この8位まで(現在の入賞)の獲得数を、そのオリンピックの競技(金メダル)の数で割った比率をみると下記のとおりである。表は、大会名(年):比率(8位以内/競技数、メダル数)で示す。
- コルチナ/ダンペッツォ(1956年):0.04(1/25、1)、日本初メダル
- スコーバレー (1960年):0.2222(6/27、0)、スケート女子のがんばり
- インスブルック(1964年):0.1176(4/34、0)、フィギュア福原5位、佐藤8位
- グルノーブル (1968年):0.0571(2/35、0)、フィギュア大川8位
- 札幌 (1972年):0.2571(9/35、3)、ジャンプ表彰台独占、リュージュ4,5位
- インスブルック (1976年):0.0270(1/37、0)、女子スケート500m7位
- レークプラシッド(1980年):0.1535(5/38、1)、八木ジャンプ銀
- サラエボ (1984年):0.0256(1/39、1)、北沢500m銀
- カルガリー (1988年):0.1956(9/46、1)
- アルベールビル(1992年):0.2807(16/57、7)
- リレハンメル (1994年):0.3443(21/61、5)
- 長野 (1998年):0.4853(33/68、10)
- ソルトレイク (2002年):0.3462(27/78、2)
- トリノ(2006年2/18朝まで):0.2972(11/37、0)
北沢の銀だけに終わったサラエボ以後、長野まで比率は着実に上昇し、長野では実に0.48、つまり平均して2競技のうち1つには入賞のチャンスがある計算となる。その後はやはり減少に転じ、今回のトリノは0.2972まで下がっている。
やはり長野間での時代と違い、企業の支援が得にくい、スキー場とかスケート場もふるわないなど環境悪化の影響が現れているのであろう。
それでも0.297はアルベールビルとほぼ同水準であるのが興味深い。

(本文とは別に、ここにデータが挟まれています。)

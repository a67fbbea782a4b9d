use clap::Parser;
use tracing_subscriber::{fmt, EnvFilter};

use fridgetrack::cli::Cli;

fn main() -> anyhow::Result<()> {
    fmt()
        .with_env_filter(EnvFilter::from_default_env().add_directive("warn".parse()?))
        .with_writer(std::io::stderr)
        .init();

    let cli = Cli::parse();
    cli.run()
}
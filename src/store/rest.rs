//! PostgREST-style remote table store
//!
//! Every operation is a single filtered request against one table, matching
//! the query surface the hosted backend exposes: `select=*` reads, `in.(..)`
//! and `eq.` filters, PATCH/DELETE mutations scoped by the same filters.

use reqwest::blocking::Client;
use serde_json::json;

use super::StockStore;
use crate::config::StoreConfig;
use crate::types::{
    DrinkType, Event, EventStatus, Floor, Fridge, FridgetrackError, LogEntry, NewLogEntry, Result,
};

/// HTTP request timeout in seconds
const REQUEST_TIMEOUT_SECS: u64 = 10;

pub struct RestStore {
    client: Client,
    base_url: String,
    api_key: Option<String>,
}

impl RestStore {
    pub fn new(config: StoreConfig) -> Result<Self> {
        let client = Client::builder()
            .timeout(std::time::Duration::from_secs(REQUEST_TIMEOUT_SECS))
            .build()
            .map_err(|e| FridgetrackError::Store(format!("HTTP client error: {e}")))?;

        Ok(Self {
            client,
            base_url: config.base_url.trim_end_matches('/').to_string(),
            api_key: config.api_key,
        })
    }

    fn table_url(&self, table: &str) -> String {
        format!("{}/{}", self.base_url, table)
    }

    fn authorize(
        &self,
        request: reqwest::blocking::RequestBuilder,
    ) -> reqwest::blocking::RequestBuilder {
        match &self.api_key {
            Some(key) => request
                .header("apikey", key)
                .header("Authorization", format!("Bearer {key}")),
            None => request,
        }
    }

    fn fetch_table<T: serde::de::DeserializeOwned>(&self, table: &str) -> Result<Vec<T>> {
        let response = self
            .authorize(self.client.get(self.table_url(table)).query(&[("select", "*")]))
            .send()
            .map_err(|e| FridgetrackError::Store(format!("{table} fetch failed: {e}")))?
            .error_for_status()
            .map_err(|e| FridgetrackError::Store(format!("{table} fetch failed: {e}")))?;

        response
            .json()
            .map_err(|e| FridgetrackError::Store(format!("{table} parse error: {e}")))
    }

    fn in_filter(ids: &[String]) -> String {
        format!("in.({})", ids.join(","))
    }
}

impl StockStore for RestStore {
    fn fetch_events(&self) -> Result<Vec<Event>> {
        self.fetch_table("events")
    }

    fn fetch_floors(&self) -> Result<Vec<Floor>> {
        self.fetch_table("floors")
    }

    fn fetch_fridges(&self) -> Result<Vec<Fridge>> {
        self.fetch_table("fridges")
    }

    fn fetch_drink_types(&self) -> Result<Vec<DrinkType>> {
        self.fetch_table("drink_types")
    }

    fn fetch_log_entries(&self, event_ids: &[String]) -> Result<Vec<LogEntry>> {
        let response = self
            .authorize(
                self.client
                    .get(self.table_url("fridge_log_entries"))
                    .query(&[
                        ("select", "*"),
                        ("event_id", Self::in_filter(event_ids).as_str()),
                    ]),
            )
            .send()
            .map_err(|e| FridgetrackError::Store(format!("log fetch failed: {e}")))?
            .error_for_status()
            .map_err(|e| FridgetrackError::Store(format!("log fetch failed: {e}")))?;

        response
            .json()
            .map_err(|e| FridgetrackError::Store(format!("log parse error: {e}")))
    }

    fn insert_log_entry(&self, entry: NewLogEntry) -> Result<LogEntry> {
        let response = self
            .authorize(
                self.client
                    .post(self.table_url("fridge_log_entries"))
                    .header("Prefer", "return=representation")
                    .json(&vec![&entry]),
            )
            .send()
            .map_err(|e| FridgetrackError::Store(format!("log insert failed: {e}")))?
            .error_for_status()
            .map_err(|e| FridgetrackError::Store(format!("log insert failed: {e}")))?;

        let mut inserted: Vec<LogEntry> = response
            .json()
            .map_err(|e| FridgetrackError::Store(format!("log insert parse error: {e}")))?;
        inserted
            .pop()
            .ok_or_else(|| FridgetrackError::Store("log insert returned no row".into()))
    }

    fn update_log_amount(&self, entry_id: &str, user_id: &str, amount: u32) -> Result<()> {
        self.authorize(
            self.client
                .patch(self.table_url("fridge_log_entries"))
                .query(&[
                    ("id", format!("eq.{entry_id}")),
                    ("user_id", format!("eq.{user_id}")),
                ])
                .json(&json!({ "amount": amount })),
        )
        .send()
        .map_err(|e| FridgetrackError::Store(format!("log update failed: {e}")))?
        .error_for_status()
        .map_err(|e| FridgetrackError::Store(format!("log update failed: {e}")))?;
        Ok(())
    }

    fn delete_log_entry(&self, entry_id: &str, user_id: &str) -> Result<()> {
        self.authorize(
            self.client
                .delete(self.table_url("fridge_log_entries"))
                .query(&[
                    ("id", format!("eq.{entry_id}")),
                    ("user_id", format!("eq.{user_id}")),
                ]),
        )
        .send()
        .map_err(|e| FridgetrackError::Store(format!("log delete failed: {e}")))?
        .error_for_status()
        .map_err(|e| FridgetrackError::Store(format!("log delete failed: {e}")))?;
        Ok(())
    }

    fn update_event_status(&self, event_ids: &[String], status: EventStatus) -> Result<()> {
        self.authorize(
            self.client
                .patch(self.table_url("events"))
                .query(&[("id", Self::in_filter(event_ids))])
                .json(&json!({ "status": status })),
        )
        .send()
        .map_err(|e| FridgetrackError::Store(format!("event status update failed: {e}")))?
        .error_for_status()
        .map_err(|e| FridgetrackError::Store(format!("event status update failed: {e}")))?;
        Ok(())
    }
}
//! Store connection configuration

use std::fs;
use std::path::{Path, PathBuf};

use serde::{Deserialize, Serialize};

use crate::types::{FridgetrackError, Result};

/// Environment variables consulted before the config file
const ENV_STORE_URL: &str = "FRIDGETRACK_STORE_URL";
const ENV_STORE_KEY: &str = "FRIDGETRACK_STORE_KEY";

/// Connection settings for the remote table store
#[derive(Debug, Clone, Serialize, Deserialize, PartialEq)]
pub struct StoreConfig {
    /// Base URL of the table API (e.g. "https://xyz.example.co/rest/v1")
    pub base_url: String,
    /// API key sent as apikey / bearer headers
    #[serde(default)]
    pub api_key: Option<String>,
}

impl StoreConfig {
    /// Resolve the config: environment variables first, then
    /// ~/.fridgetrack/config.json
    pub fn load() -> Result<Self> {
        if let Ok(base_url) = std::env::var(ENV_STORE_URL) {
            return Ok(Self {
                base_url,
                api_key: std::env::var(ENV_STORE_KEY).ok(),
            });
        }
        Self::from_file(&Self::default_path()?)
    }

    pub fn from_file(path: &Path) -> Result<Self> {
        let content = fs::read_to_string(path)?;
        serde_json::from_str(&content).map_err(|e| {
            FridgetrackError::Config(format!("invalid config {}: {e}", path.display()))
        })
    }

    /// ~/.fridgetrack/config.json
    fn default_path() -> Result<PathBuf> {
        let home = directories::UserDirs::new()
            .ok_or_else(|| FridgetrackError::Config("Failed to get home directory".into()))?
            .home_dir()
            .to_path_buf();
        Ok(home.join(".fridgetrack").join("config.json"))
    }
}
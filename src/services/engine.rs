//! Refresh-cycle orchestration and the command surface consumed by the UI
//!
//! One refresh = one complete snapshot: fetch the scoped log batch, resolve,
//! aggregate, project. The derived rows are discarded and rebuilt wholesale;
//! there is no incremental path. Completed fetches are applied through a
//! ticket so a stale fetch finishing after a newer one cannot overwrite it.

use std::collections::BTreeMap;

use tracing::warn;

use crate::export::{csv, ReportDocument};
use crate::services::{Aggregator, FilterField, FilterState, LookupContext, Projector};
use crate::store::StockStore;
use crate::types::{AggregatedRow, LogEntry, ReportTotals};

/// Token tying a fetched batch to the refresh that started it
#[derive(Debug, Clone, Copy, PartialEq, Eq)]
pub struct RefreshTicket(u64);

pub struct ReportEngine<S> {
    store: S,
    lookups: LookupContext,
    rows: Vec<AggregatedRow>,
    filters: FilterState,
    issued_seq: u64,
    applied_seq: u64,
    status: String,
}

impl<S: StockStore> ReportEngine<S> {
    /// Build an engine, pulling the four lookup tables once. A lookup fetch
    /// failure leaves an empty context and a status message; never fatal.
    pub fn new(store: S) -> Self {
        let mut engine = Self {
            store,
            lookups: LookupContext::default(),
            rows: Vec::new(),
            filters: FilterState::default(),
            issued_seq: 0,
            applied_seq: 0,
            status: String::new(),
        };
        engine.reload_lookups();
        engine
    }

    /// Re-pull the lookup tables (after event close/reopen, or to pick up
    /// newly added fridges/drinks without restarting).
    pub fn reload_lookups(&mut self) {
        match LookupContext::fetch(&self.store) {
            Ok(ctx) => self.lookups = ctx,
            Err(e) => {
                warn!("lookup load failed: {e}");
                self.lookups = LookupContext::default();
                self.status = "Could not load lookup tables.".to_string();
            }
        }
    }

    pub fn lookups(&self) -> &LookupContext {
        &self.lookups
    }

    /// Start a refresh cycle; the returned ticket must accompany the batch.
    pub fn begin_refresh(&mut self) -> RefreshTicket {
        self.issued_seq += 1;
        RefreshTicket(self.issued_seq)
    }

    /// Apply a completed fetch. Returns false, changing nothing, when a
    /// batch with an equal or newer ticket has already been applied.
    pub fn apply_batch(&mut self, ticket: RefreshTicket, batch: Vec<LogEntry>) -> bool {
        if ticket.0 <= self.applied_seq {
            warn!(
                ticket = ticket.0,
                applied = self.applied_seq,
                "discarding stale refresh result"
            );
            return false;
        }
        self.applied_seq = ticket.0;
        self.filters.clear();
        self.rows = Aggregator::aggregate(&self.lookups, &batch);
        self.status.clear();
        true
    }

    /// Full synchronous refresh scoped to the selected events.
    ///
    /// A fetch failure surfaces as an empty report plus a human-readable
    /// status string; it is never propagated.
    pub fn refresh(&mut self, selected_event_ids: &[String]) {
        let ticket = self.begin_refresh();

        if selected_event_ids.is_empty() {
            self.apply_batch(ticket, Vec::new());
            self.status = "No events selected.".to_string();
            return;
        }

        match self.store.fetch_log_entries(selected_event_ids) {
            Ok(batch) => {
                self.apply_batch(ticket, batch);
            }
            Err(e) => {
                warn!("log batch fetch failed: {e}");
                self.apply_batch(ticket, Vec::new());
                self.status = "Could not load log entries.".to_string();
            }
        }
    }

    /// All rows from the last refresh
    pub fn rows(&self) -> &[AggregatedRow] {
        &self.rows
    }

    /// Rows matching the active filters
    pub fn visible_rows(&self) -> Vec<AggregatedRow> {
        Projector::project(&self.rows, &self.filters)
    }

    pub fn set_filter(&mut self, field: FilterField, value: impl Into<String>) {
        self.filters.set(field, value);
    }

    pub fn clear_filters(&mut self) {
        self.filters.clear();
    }

    pub fn filters(&self) -> &FilterState {
        &self.filters
    }

    pub fn totals(&self) -> ReportTotals {
        Projector::totals(&self.rows)
    }

    pub fn visible_totals(&self) -> ReportTotals {
        Projector::totals(&self.visible_rows())
    }

    // Breakdowns feed the chart renderers and are computed over the full
    // row set: clicking a chart element is what drives the filters.

    pub fn drink_breakdown(&self) -> BTreeMap<String, u64> {
        Projector::units_by_drink(&self.rows)
    }

    pub fn fridge_breakdown(&self) -> BTreeMap<String, u64> {
        Projector::units_by_fridge(&self.rows)
    }

    pub fn date_breakdown(&self) -> BTreeMap<String, u64> {
        Projector::units_by_date(&self.rows)
    }

    pub fn owner_breakdown(&self) -> BTreeMap<String, u64> {
        Projector::units_by_owner(&self.rows)
    }

    /// CSV over the currently visible subset
    pub fn export_csv(&self) -> String {
        csv::to_csv(&self.visible_rows())
    }

    /// Report document (for PDF rendering) over the currently visible subset
    pub fn export_report(&self) -> ReportDocument {
        ReportDocument::build(&self.visible_rows())
    }

    /// Short human-readable status from the last refresh; empty when fine
    pub fn status(&self) -> &str {
        &self.status
    }
}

そこで、アルベールビルのメダルラッシュの背景を考えると、1つは、事前にメダルが期待されていたのが、フィギュアの伊藤みどりとスケートの橋本聖子くらいで、特に伊藤みどりには過剰なプレッシャーがかかっていた。で、前半転倒して4位になるが、フリーでトリプルアクセルを成功させ2位まで上昇し、メダルを獲得。彼女へのプレッシャーはかわいそうなくらいであったがそれでも2位は立派であった。そして、逆に他の選手にはたいしたプレッシャーがかからない状況ではなかっただろうか。そして、この年からメダリストへの報奨金(金だと300万円)制度が出来た。大きなプレッシャーはなく、励みがある状況、それに80年代からの好景気で選手が練習しやすい環境の好条件が加わってのメダルラッシュ、入賞増加ではなかったのだろうか。この好条件は長野までは続いた。
そしてソルトレイク以後は、企業のリストラなどの環境悪化に加え、選手へのプレッシャーが増加し、それに不運も重なってメダルに届きにくく、入賞も減っている状況になっているのだろう。